Ein paar Tage später: Pelles Fortschritte sind nicht zu übersehen. Er folgt auf dem Spaziergang brav den Anweisungen von Udo Leschke. Die heutige Therapiestunde soll Pelle an fremde Hunde heranführen. Zuerst eine Konfrontation: Die Tiertrainerin geht verkleidet mit Schäferhund Rocker dem ahnungslosen Patienten entgegen. Pelle entdeckt Rocker und antwortet sogleich mit aggressivem Verhalten, der erhobenen Rute. Bevor die Aggression sich weiter aufbaut, wirft die Tiertrainerin ein dickes Schlüsselbund auf den Boden, begleitet von einem Befehl. Mit diesem markanten Geräusch zieht die Tiertrainerin sofort Pelles Aufmerksamkeit auf sich. Diese Erziehungsmaßnahme zeigt bei Pelle sofort Wirkung: Er springt erschreckt vom Therapiehund zurück und seine Rute senkt sich. Das war für Pelle ein einprägsames Erlebnis. Danach folgt eine behutsame Annäherung mit Therapiehund Rocker. Die Tiertrainerin geht langsam mit ihm um den nervösen Patienten herum und legt Rocker immer wieder neben Pelle ab. Mit der Zeit merkt Pelle, dass ihm Rocker gar nichts tut. Pelle ist jetzt vollkommen entspannt. Beim zweiten Testgang geht Pelle locker und gelassen an Therapiehund Rocker vorbei. Halterin Kirstin Leschke ist froh über das Ergebnis. Die zierliche Frau hatte vor jedem Spaziergang Angst, dass Pelle sie wieder hinter sich her zieht. Seit Beginn der Therapie hat auch Ehemann Udo eine starke Veränderung an Pelle feststellen können. Pelle hört besser auf ihn, geht mit weniger Angst draußen spazieren und kann sogar ohne Leine laufen gelassen werden.

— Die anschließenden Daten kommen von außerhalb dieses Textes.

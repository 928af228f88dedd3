//! Cursor and selection model, single and multi-cursor.
//!
//! A cursor is a (row, column) pair in cell coordinates plus a selection
//! anchor; the selection range is normalized at query time so start <= end.
//! Multi-cursor mode keeps an ordered set with one primary cursor that
//! drives scrolling. Edits apply per cursor in position order, with later
//! cursors remapped by the shifts of earlier edits.

/// Upper bound on simultaneous cursors.
pub const MAX_CURSORS: usize = 100;

#[derive(Debug, Clone, Copy, PartialEq, Eq, Default)]
pub struct Cursor {
    pub row: usize,
    pub col: usize,
    pub anchor_row: usize,
    pub anchor_col: usize,
    pub has_selection: bool,
    /// Column goal preserved across vertical motion.
    pub goal_col: usize,
}

impl Cursor {
    pub fn at(row: usize, col: usize) -> Cursor {
        Cursor {
            row,
            col,
            anchor_row: row,
            anchor_col: col,
            has_selection: false,
            goal_col: col,
        }
    }

    pub fn pos(&self) -> (usize, usize) {
        (self.row, self.col)
    }

    pub fn anchor(&self) -> (usize, usize) {
        (self.anchor_row, self.anchor_col)
    }

    /// Normalized selection span `[start, end)`, `None` when empty or
    /// inactive.
    pub fn selection(&self) -> Option<((usize, usize), (usize, usize))> {
        if !self.has_selection || self.pos() == self.anchor() {
            return None;
        }
        let (a, b) = (self.anchor(), self.pos());
        Some(if b < a { (b, a) } else { (a, b) })
    }

    /// Drop the anchor at the current position (before a shifted motion).
    pub fn start_selection(&mut self) {
        if !self.has_selection {
            self.anchor_row = self.row;
            self.anchor_col = self.col;
            self.has_selection = true;
        }
    }

    pub fn clear_selection(&mut self) {
        self.has_selection = false;
        self.anchor_row = self.row;
        self.anchor_col = self.col;
    }

    pub fn move_to(&mut self, row: usize, col: usize) {
        self.row = row;
        self.col = col;
    }
}

/// The cursor set. Index 0 always exists; `primary` drives scrolling.
#[derive(Debug, Clone)]
pub struct Cursors {
    list: Vec<Cursor>,
    primary: usize,
}

impl Default for Cursors {
    fn default() -> Self {
        Cursors::new()
    }
}

impl Cursors {
    pub fn new() -> Cursors {
        Cursors {
            list: vec![Cursor::at(0, 0)],
            primary: 0,
        }
    }

    pub fn primary(&self) -> &Cursor {
        &self.list[self.primary]
    }

    pub fn primary_mut(&mut self) -> &mut Cursor {
        &mut self.list[self.primary]
    }

    pub fn iter(&self) -> impl Iterator<Item = &Cursor> {
        self.list.iter()
    }

    pub fn iter_mut(&mut self) -> impl Iterator<Item = &mut Cursor> {
        self.list.iter_mut()
    }

    pub fn len(&self) -> usize {
        self.list.len()
    }

    pub fn is_multi(&self) -> bool {
        self.list.len() > 1
    }

    /// Add a cursor; ignored beyond the cap or when the position is
    /// already occupied. The new cursor becomes primary.
    pub fn add(&mut self, row: usize, col: usize) {
        if self.list.len() >= MAX_CURSORS {
            return;
        }
        if self.list.iter().any(|c| c.pos() == (row, col)) {
            return;
        }
        self.list.push(Cursor::at(row, col));
        self.primary = self.list.len() - 1;
    }

    /// Collapse back to the primary cursor only.
    pub fn collapse(&mut self) {
        let primary = self.list[self.primary];
        self.list.clear();
        self.list.push(primary);
        self.primary = 0;
    }

    /// Indices of cursors sorted by buffer position, ascending. Edits
    /// iterate this order so earlier shifts can remap later cursors.
    pub fn order(&self) -> Vec<usize> {
        let mut idx: Vec<usize> = (0..self.list.len()).collect();
        idx.sort_by_key(|&i| self.list[i].pos());
        idx
    }

    pub fn get(&self, i: usize) -> &Cursor {
        &self.list[i]
    }

    pub fn get_mut(&mut self, i: usize) -> &mut Cursor {
        &mut self.list[i]
    }
}

// ---- position remapping ----------------------------------------------------
//
// Pure coordinate maps describing how one edit moves any later position.
// Multi-cursor edits fold these over the remaining cursors.

/// After inserting `cols` cells at `at`.
pub fn map_after_insert(p: (usize, usize), at: (usize, usize), cols: usize) -> (usize, usize) {
    if p.0 == at.0 && p.1 >= at.1 {
        (p.0, p.1 + cols)
    } else {
        p
    }
}

/// After splitting `at.0` at column `at.1`.
pub fn map_after_newline(p: (usize, usize), at: (usize, usize)) -> (usize, usize) {
    if p.0 == at.0 && p.1 >= at.1 {
        (p.0 + 1, p.1 - at.1)
    } else if p.0 > at.0 {
        (p.0 + 1, p.1)
    } else {
        p
    }
}

/// After deleting the span `[s, e)` (single or multi row).
pub fn map_after_delete(p: (usize, usize), s: (usize, usize), e: (usize, usize)) -> (usize, usize) {
    if p < s {
        return p;
    }
    if p < e {
        return s;
    }
    if p.0 == e.0 {
        (s.0, s.1 + (p.1 - e.1))
    } else {
        (p.0 - (e.0 - s.0), p.1)
    }
}

/// After joining line `row + 1` (of length irrelevant) onto `row`, whose
/// length before the join was `row_len`.
pub fn map_after_join(p: (usize, usize), row: usize, row_len: usize) -> (usize, usize) {
    if p.0 == row + 1 {
        (row, row_len + p.1)
    } else if p.0 > row + 1 {
        (p.0 - 1, p.1)
    } else {
        p
    }
}

#[cfg(test)]
mod tests {
    use super::*;

    #[test]
    fn selection_normalizes() {
        let mut c = Cursor::at(2, 5);
        c.start_selection();
        c.move_to(1, 3);
        assert_eq!(c.selection(), Some(((1, 3), (2, 5))));
        c.move_to(2, 5);
        assert_eq!(c.selection(), None); // empty: anchor == cursor
    }

    #[test]
    fn add_respects_cap_and_duplicates() {
        let mut cs = Cursors::new();
        cs.add(0, 0); // duplicate of the initial cursor
        assert_eq!(cs.len(), 1);
        for i in 1..MAX_CURSORS + 20 {
            cs.add(i, 0);
        }
        assert_eq!(cs.len(), MAX_CURSORS);
    }

    #[test]
    fn order_sorts_by_position() {
        let mut cs = Cursors::new();
        cs.primary_mut().move_to(5, 2);
        cs.add(1, 7);
        cs.add(5, 0);
        let order = cs.order();
        let sorted: Vec<(usize, usize)> = order.iter().map(|&i| cs.get(i).pos()).collect();
        assert_eq!(sorted, vec![(1, 7), (5, 0), (5, 2)]);
    }

    #[test]
    fn delete_map_collapses_span() {
        let s = (1, 2);
        let e = (3, 4);
        assert_eq!(map_after_delete((0, 9), s, e), (0, 9));
        assert_eq!(map_after_delete((2, 0), s, e), (1, 2)); // inside
        assert_eq!(map_after_delete((3, 6), s, e), (1, 4)); // tail of end row
        assert_eq!(map_after_delete((5, 1), s, e), (3, 1)); // below
    }

    #[test]
    fn newline_and_join_maps_invert() {
        let at = (2, 3);
        let p = (2, 7);
        let split = map_after_newline(p, at);
        assert_eq!(split, (3, 4));
        assert_eq!(map_after_join(split, 2, 3), p);
        let below = (4, 1);
        assert_eq!(map_after_join(map_after_newline(below, at), 2, 3), below);
    }
}
/// Map a key to an action given the current mode.
pub fn action_for_key(mode: Mode, key: KeyInput) -> Action {
    match mode {
        Mode::Search => match key {
            KeyInput::Char(c) => Action::PromptChar(c),
            KeyInput::Backspace => Action::PromptBackspace,
            KeyInput::Enter => Action::PromptSubmit,
            KeyInput::Escape => Action::PromptCancel,
            KeyInput::Arrow {
                dir: Direction::Down | Direction::Right,
                ..
            } => Action::SearchNext,
            KeyInput::Arrow {
                dir: Direction::Up | Direction::Left,
                ..
            } => Action::SearchPrev,
            KeyInput::Tab => Action::PromptChar('\t'),
            _ => Action::None,
        },
        Mode::GotoLine | Mode::SaveAs => match key {
            KeyInput::Char(c) => Action::PromptChar(c),
            KeyInput::Backspace => Action::PromptBackspace,
            KeyInput::Enter => Action::PromptSubmit,
            KeyInput::Escape => Action::PromptCancel,
            _ => Action::None,
        },
        Mode::QuitConfirm | Mode::ReloadConfirm => match key {
            KeyInput::Char('y') | KeyInput::Char('Y') | KeyInput::Enter => Action::ConfirmYes,
            KeyInput::Char('n') | KeyInput::Char('N') | KeyInput::Escape => Action::ConfirmNo,
            _ => Action::None,
        },
        Mode::Leader(_) => match key {
            KeyInput::Escape => Action::PromptCancel,
            KeyInput::Char(c) => Action::LeaderKey(c),
            _ => Action::Unknown,
        },
        Mode::Normal => match key {
            KeyInput::Char(c) => Action::InsertChar(c),
            KeyInput::Tab => Action::InsertChar('\t'),
            KeyInput::Enter => Action::InsertNewline,
            KeyInput::Backspace => Action::Backspace,
            KeyInput::Delete => Action::DeleteForward,
            KeyInput::Escape => Action::Cancel,
            KeyInput::Arrow {
                dir: dir @ (Direction::Up | Direction::Down),
                alt: true,
                ..
            } => {
                if dir == Direction::Up {
                    Action::AddCursorAbove
                } else {
                    Action::AddCursorBelow
                }
            }
            KeyInput::Arrow {
                dir, shift, ctrl, ..
            } => Action::Move {
                dir,
                select: shift,
                word: ctrl,
            },
            KeyInput::Home { shift } => Action::Home { select: shift },
            KeyInput::End { shift } => Action::End { select: shift },
            KeyInput::PageUp { shift } => Action::PageUp { select: shift },
            KeyInput::PageDown { shift } => Action::PageDown { select: shift },
            KeyInput::Ctrl('s') => Action::Save,
            KeyInput::Ctrl('q') => Action::QuitRequest,
            KeyInput::Ctrl('f') => Action::SearchStart {
                forward: true,
                replace: false,
            },
            KeyInput::Ctrl('b') => Action::SearchStart {
                forward: false,
                replace: false,
            },
            KeyInput::Ctrl('h') => Action::SearchStart {
                forward: true,
                replace: true,
            },
            KeyInput::Ctrl('g') => Action::GotoLinePrompt,
            KeyInput::Ctrl('z') => Action::Undo,
            KeyInput::Ctrl('y') => Action::Redo,
            KeyInput::Ctrl('k') => Action::LeaderEnter,
            KeyInput::Ctrl(_) => Action::Unknown,
        },
    }
}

Auch Beagle Jack bekommt Starthilfe von seinen therapeutischen Artgenossen. Er lernt mit den Bearded Collies, zu seiner Besitzerin zurückzukehren. Tiertrainerin Kerstin Kirsch und Tierpsychologin Monika Addy sind überzeugt, dass sie mit dieser artgerechten Methode auf dem richtigen Weg sind. Begeistert von dieser Therapie sind auf jeden Fall die Halter mit ihren Hunden.